A newer introduction to the consumer market are smart telescopes. They are self contained robotic astronomical imaging devices that combine a 24mm to 152mm aperture telescope and an altazimuth mount with pre-packaged software designed for astrophotography of deep-sky objects. They use GPS data and automatic star pattern recognition (plate solving) to find out where they are pointed. They have no optical system that allows the user to directly view astronomical objects and instead send an image captured over time via image stacking to a built in digital display (usually shaped like a conventional eyepiece), or to a smartphone or tablet. They come with a database of pre-programmed objects, per-determined imaging routines, and Mobile app software that allows the end user to begin astrophotography as soon as the telescope is set up. They can be operated remotely and are able to collect a series of images unattended. They can automate various techniques of astrophotography, including "lucky imaging" and "speckle imaging". The design of the imaging system, combined with relatively short focal lengths and small optics, are not optimal for imaging planets or the Moon. Examples include models Seestar and Dwarf, and from the French companies Unistellar and Vaonis.
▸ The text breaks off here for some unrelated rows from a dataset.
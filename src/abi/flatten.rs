//! Flattening types into core wasm words.

use serde::Serialize;

use super::{CanonicalAbi, CanonicalAbiError, MAX_FLAGS};
use crate::model::{Type, TypeId};

/// Core wasm value kinds a flattened type is made of.
#[derive(Debug, Clone, Copy, PartialEq, Eq, Hash, Serialize)]
#[serde(rename_all = "lowercase")]
pub enum CoreType {
    I32,
    I64,
    F32,
    F64,
}

impl CoreType {
    /// Reconcile two kinds sharing one flat slot.
    ///
    /// Equal kinds stay as they are, `i32` and `f32` share an `i32`, and
    /// every other mix widens to `i64`.
    pub fn join(self, other: CoreType) -> CoreType {
        match (self, other) {
            (a, b) if a == b => a,
            (CoreType::I32, CoreType::F32) | (CoreType::F32, CoreType::I32) => CoreType::I32,
            _ => CoreType::I64,
        }
    }

    /// Size of the kind in bytes.
    pub fn size(self) -> usize {
        match self {
            CoreType::I32 | CoreType::F32 => 4,
            CoreType::I64 | CoreType::F64 => 8,
        }
    }
}

impl std::fmt::Display for CoreType {
    fn fmt(&self, f: &mut std::fmt::Formatter<'_>) -> std::fmt::Result {
        let s = match self {
            CoreType::I32 => "i32",
            CoreType::I64 => "i64",
            CoreType::F32 => "f32",
            CoreType::F64 => "f64",
        };
        f.write_str(s)
    }
}

/// How a case's own word is moved into a joined slot and back out of it.
#[derive(Debug, Clone, Copy, PartialEq, Eq, Hash, Serialize)]
#[serde(rename_all = "kebab-case")]
pub enum Bitcast {
    None,
    F32ToI32,
    I32ToF32,
    I32ToI64,
    I64ToI32,
    F32ToI64,
    I64ToF32,
    F64ToI64,
    I64ToF64,
}

impl Bitcast {
    /// Cast from a case's kind into the joined kind (or back).
    ///
    /// Returns `None` for pairs the join rule never produces.
    pub fn between(from: CoreType, to: CoreType) -> Option<Bitcast> {
        use CoreType::*;
        let cast = match (from, to) {
            (a, b) if a == b => Bitcast::None,
            (F32, I32) => Bitcast::F32ToI32,
            (I32, F32) => Bitcast::I32ToF32,
            (I32, I64) => Bitcast::I32ToI64,
            (I64, I32) => Bitcast::I64ToI32,
            (F32, I64) => Bitcast::F32ToI64,
            (I64, F32) => Bitcast::I64ToF32,
            (F64, I64) => Bitcast::F64ToI64,
            (I64, F64) => Bitcast::I64ToF64,
            _ => return None,
        };
        Some(cast)
    }

    pub fn inverse(self) -> Bitcast {
        match self {
            Bitcast::None => Bitcast::None,
            Bitcast::F32ToI32 => Bitcast::I32ToF32,
            Bitcast::I32ToF32 => Bitcast::F32ToI32,
            Bitcast::I32ToI64 => Bitcast::I64ToI32,
            Bitcast::I64ToI32 => Bitcast::I32ToI64,
            Bitcast::F32ToI64 => Bitcast::I64ToF32,
            Bitcast::I64ToF32 => Bitcast::F32ToI64,
            Bitcast::F64ToI64 => Bitcast::I64ToF64,
            Bitcast::I64ToF64 => Bitcast::F64ToI64,
        }
    }
}

impl CanonicalAbi<'_> {
    /// Flatten a type into the sequence of core words it is passed as.
    pub fn flatten(&self, ty: TypeId) -> Result<Vec<CoreType>, CanonicalAbiError> {
        let mut out = Vec::new();
        self.push_flat(ty, &mut out)?;
        Ok(out)
    }

    /// Flatten several types back to back, as for a parameter list.
    pub fn flatten_all(&self, types: &[TypeId]) -> Result<Vec<CoreType>, CanonicalAbiError> {
        let mut out = Vec::new();
        for ty in types {
            self.push_flat(*ty, &mut out)?;
        }
        Ok(out)
    }

    pub fn flat_count(&self, ty: TypeId) -> Result<usize, CanonicalAbiError> {
        Ok(self.flatten(ty)?.len())
    }

    /// Joined payload words of a set of cases, without the discriminant.
    ///
    /// The result is as long as the widest case; each position holds the
    /// join of every case word present at that position.
    pub fn flatten_cases(
        &self,
        cases: impl IntoIterator<Item = Option<TypeId>>,
    ) -> Result<Vec<CoreType>, CanonicalAbiError> {
        let mut joined: Vec<CoreType> = Vec::new();
        for case in cases.into_iter().flatten() {
            for (i, word) in self.flatten(case)?.into_iter().enumerate() {
                match joined.get_mut(i) {
                    Some(slot) => *slot = slot.join(word),
                    None => joined.push(word),
                }
            }
        }
        Ok(joined)
    }

    fn push_flat(&self, id: TypeId, out: &mut Vec<CoreType>) -> Result<(), CanonicalAbiError> {
        match self.resolved(id)? {
            Type::Bool
            | Type::U8
            | Type::U16
            | Type::U32
            | Type::S8
            | Type::S16
            | Type::S32
            | Type::Char
            | Type::Enum(_)
            | Type::Resource(_)
            | Type::Borrow(_) => out.push(CoreType::I32),
            Type::U64 | Type::S64 => out.push(CoreType::I64),
            Type::F32 => out.push(CoreType::F32),
            Type::F64 => out.push(CoreType::F64),
            Type::String | Type::List(_) => out.extend([CoreType::I32, CoreType::I32]),
            Type::Flags(flags) => {
                check_flags(flags.flags.len(), &flags.name.to_string())?;
                out.push(CoreType::I32);
            }
            Type::Record(record) => {
                for field in &record.fields {
                    self.push_flat(field.ty, out)?;
                }
            }
            Type::Tuple(elements) => {
                for element in elements {
                    self.push_flat(*element, out)?;
                }
            }
            Type::Option(inner) => {
                out.push(CoreType::I32);
                self.push_flat(*inner, out)?;
            }
            Type::Result(result) => {
                out.push(CoreType::I32);
                out.extend(self.flatten_cases([result.ok, result.err])?);
            }
            Type::Variant(variant) => {
                out.push(CoreType::I32);
                out.extend(self.flatten_cases(variant.cases.iter().map(|c| c.ty))?);
            }
            other => return Err(unsupported(other)),
        }
        Ok(())
    }
}

pub(crate) fn check_flags(count: usize, name: &str) -> Result<(), CanonicalAbiError> {
    if count > MAX_FLAGS {
        return Err(CanonicalAbiError::TooManyFlags {
            name: name.to_string(),
            count,
            max: MAX_FLAGS,
        });
    }
    Ok(())
}

pub(crate) fn unsupported(ty: &Type) -> CanonicalAbiError {
    let what = match ty.type_name() {
        Some(name) => format!("{} {name} cannot be passed as a value", ty.kind()),
        None => format!("{} cannot be passed as a value", ty.kind()),
    };
    CanonicalAbiError::UnsupportedType(what)
}

#[cfg(test)]
mod tests {
    use super::*;
    use crate::model::{FlagsType, TypeArena, TypeName};

    #[test]
    fn test_join_table() {
        use CoreType::*;
        assert_eq!(I32.join(I32), I32);
        assert_eq!(F32.join(I32), I32);
        assert_eq!(I32.join(F32), I32);
        assert_eq!(I32.join(F64), I64);
        assert_eq!(F32.join(F64), I64);
        assert_eq!(F64.join(F64), F64);
        assert_eq!(I64.join(F32), I64);
    }

    #[test]
    fn test_bitcast_inverse() {
        let cast = Bitcast::between(CoreType::F64, CoreType::I64).unwrap();
        assert_eq!(cast, Bitcast::F64ToI64);
        assert_eq!(cast.inverse(), Bitcast::I64ToF64);
        assert_eq!(Bitcast::between(CoreType::F32, CoreType::F64), None);
    }

    #[test]
    fn test_variant_joins_positions() {
        let mut types = TypeArena::new();
        let s32 = types.alloc(Type::S32);
        let f64 = types.alloc(Type::F64);
        let f32 = types.alloc(Type::F32);
        let pair = types.tuple(vec![f32, f32]);
        let v = types.variant(
            "v",
            [("a", Some(s32)), ("b", Some(f64)), ("c", None), ("d", Some(pair))],
        );
        let abi = CanonicalAbi::new(&types);
        assert_eq!(
            abi.flatten(v).unwrap(),
            vec![CoreType::I32, CoreType::I64, CoreType::F32]
        );
    }

    #[test]
    fn test_empty_result_is_discriminant_only() {
        let mut types = TypeArena::new();
        let r = types.result(None, None);
        let abi = CanonicalAbi::new(&types);
        assert_eq!(abi.flatten(r).unwrap(), vec![CoreType::I32]);
    }

    #[test]
    fn test_too_many_flags() {
        let mut types = TypeArena::new();
        let flags = types.alloc(Type::Flags(FlagsType {
            name: TypeName::local("perms"),
            flags: (0..33).map(|i| format!("f{i}")).collect(),
        }));
        let abi = CanonicalAbi::new(&types);
        assert!(matches!(
            abi.flatten(flags),
            Err(CanonicalAbiError::TooManyFlags { count: 33, .. })
        ));
    }

    #[test]
    fn test_stream_is_unsupported() {
        let mut types = TypeArena::new();
        let s = types.alloc(Type::Stream(None));
        let abi = CanonicalAbi::new(&types);
        assert!(matches!(
            abi.flatten(s),
            Err(CanonicalAbiError::UnsupportedType(_))
        ));
    }
}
==List of robotic telescopes==
See below for further information on these professional robotic telescopes:
- TRAPPIST, 60 cm, La Silla, Chile.
- T80S, 80 cm, Tololo, Chile.
- Super-LOTIS, 60 cm, Steward Observatory on Kitt Peak, Arizona, USA.
- Liverpool Telescope (robotic telescope), 2.0 m, on La Palma, Canary Islands
  - Faulkes Telescope North, 2.0 m, Haleakala Observatory, Hawaii
  - Faulkes Telescope South, Siding Spring Observatory, New South Wales, Australia
  - RoboNet, multiple locations
- Lick Observatory on Mount Hamilton, California, USA.
  - Automated Planet Finder, 2.4 m,
  - Katzman Automatic Imaging Telescope, 76 cm
- Slooh telescopes, various sizes & locations.
- Rapid Eye Mount telescope, 60 cm, La Silla, Chile
- TAROT-South robotic observatory, 25 cm, La Silla, Chile
- Bradford Robotic Telescope, 35.5 cm, Teide Observatory, Canary Islands
- Warner and Swasey Observatory#Nassau Station Robotic Observatory, 91 cm, Warner and Swasey Observatory, Ohio, USA
- Observatorio Astronómico de La Sagra, 3× 45 cm, Granada, Spain
- ROTSE-IIIb, 45 cm, McDonald Observatory, Texas, USA
- GROWTH,70 cm,
- Indian Astronomical Observatory, Ladakh, India
- MASTER network of small rapid-response robotic telescopes
- Thailand NARIT Thai Robotic Telescope, National Astronomical Research Institute of Thailand (Public Organization) Thailand.
- RAPTOR (telescope), Fenton Hill
- Milutin Milanković, 140 cm, Belgrade Observatory, Astronomical Station of Vidojevica, Mount Vidojevica, Serbia.
- FRAM, 30 cm, several supporting robotic telescopes at observatories observing cosmic ray (Pierre Auger Observatory, Cherenkov Telescope Array).